Less than two weeks in and the Yankees have already built up a head of steam. Giancarlo Stanton even stole a base on the weekend. This is a guy who seems put out every time he hits a single and has to run to first.

If everyone in New York has decided to be healthy again then the Jays have a problem. There is a world where Toronto takes a couple of months to get going, looks up in June and the division has already disappeared over the horizon.

Toronto proved last year – and the Dodgers prove every year – that there is a profound disadvantage in having to slug your way out of the wild card. Eighteen of the last 22 World Series participants have been divisional champs.

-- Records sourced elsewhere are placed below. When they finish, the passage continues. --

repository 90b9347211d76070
pub mod aggregate;
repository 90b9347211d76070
//! Wire types for paged entity lists and row actions.
//!
//! Shared by the REST backend (`/api/{collection}/...`) and the frontend
//! list controller.

pub mod query;
pub mod response;
pub mod search;

pub use query::{ListQuery, SortDirection, DEFAULT_PAGE_SIZE, FILTER_PREFIX, MAX_PAGE_SIZE};
pub use response::{ActionResponse, PaginatedResponse, Pagination, PrintResponse};
pub use search::Searchable;
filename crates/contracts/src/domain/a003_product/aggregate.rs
use crate::domain::common::AggregateRoot;
use crate::shared::list::Searchable;
use serde::{Deserialize, Serialize};

/// Товар / услуга (агрегат a003)
#[derive(Debug, Clone, Serialize, Deserialize, PartialEq)]
#[serde(rename_all = "camelCase")]
pub struct Product {
    #[serde(rename = "_id", default)]
    pub id: String,
    pub sku: String,
    pub name: String,
    #[serde(default)]
    pub category: Option<String>,
    #[serde(default)]
    pub unit: Option<String>,
    pub unit_price: f64,
    #[serde(default)]
    pub stock_quantity: f64,
    #[serde(default)]
    pub description: Option<String>,
}

impl AggregateRoot for Product {
    fn id(&self) -> &str {
        &self.id
    }

    fn document_no(&self) -> &str {
        &self.sku
    }

    fn aggregate_index() -> &'static str {
        "a003"
    }

    fn collection_name() -> &'static str {
        "products"
    }

    fn element_name() -> &'static str {
        "Product"
    }

    fn list_name() -> &'static str {
        "Products"
    }

    fn document_no_field() -> &'static str {
        "sku"
    }
}

impl Searchable for Product {
    fn search_fields(&self) -> Vec<&str> {
        let mut fields = vec![self.sku.as_str(), self.name.as_str()];
        fields.extend(self.category.as_deref());
        fields.extend(self.description.as_deref());
        fields
    }
}
//! Generic list-data controller shared by every entity list screen.
//!
//! Owns the current page of records, pagination, sort and local search state;
//! talks to the server only through the [`ListSource`] / [`EntityActions`]
//! ports and reports user-facing feedback through a [`Notifier`].

pub mod binding;
pub mod controller;
pub mod error;
pub mod http;
pub mod ports;
pub mod state;

pub use binding::{use_list_controller, ListBinding};
pub use controller::ListController;
pub use error::ListError;
pub use http::{http_controller, HttpListSource};
pub use ports::{EntityActions, ListSource, NoticeKind, Notifier};
pub use state::{FetchOutcome, FetchParams, ListSnapshot};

So while it’s early, the games already matter. The ones you blow today will have to be made up at some point. Think of the tiny margins that put the Jays on top of the AL East last year.

Consistency is the key, and the Jays are sliding quickly into erraticism. They already give off the feeling of a team prone to mania, as well as funks.

I’m sure a couple of them wanted to give Heineman, Hoffman or Little a little shake during these first two weeks. Nothing serious, but you know, get your head in the game, pal. We’re doing this for real now.

But that’s off the table because the Jays all love each other like the weird sort of brothers who never fight. Ask anyone. Maybe this explains why Schneider is already sounding the (gentle) alarm.

This team needs to swap its playoff high for the regular season grind. The sort where a piddling win doesn’t have to end in a Gatorade bath, and a couple of losses isn’t a disaster someone feels the need to weep over.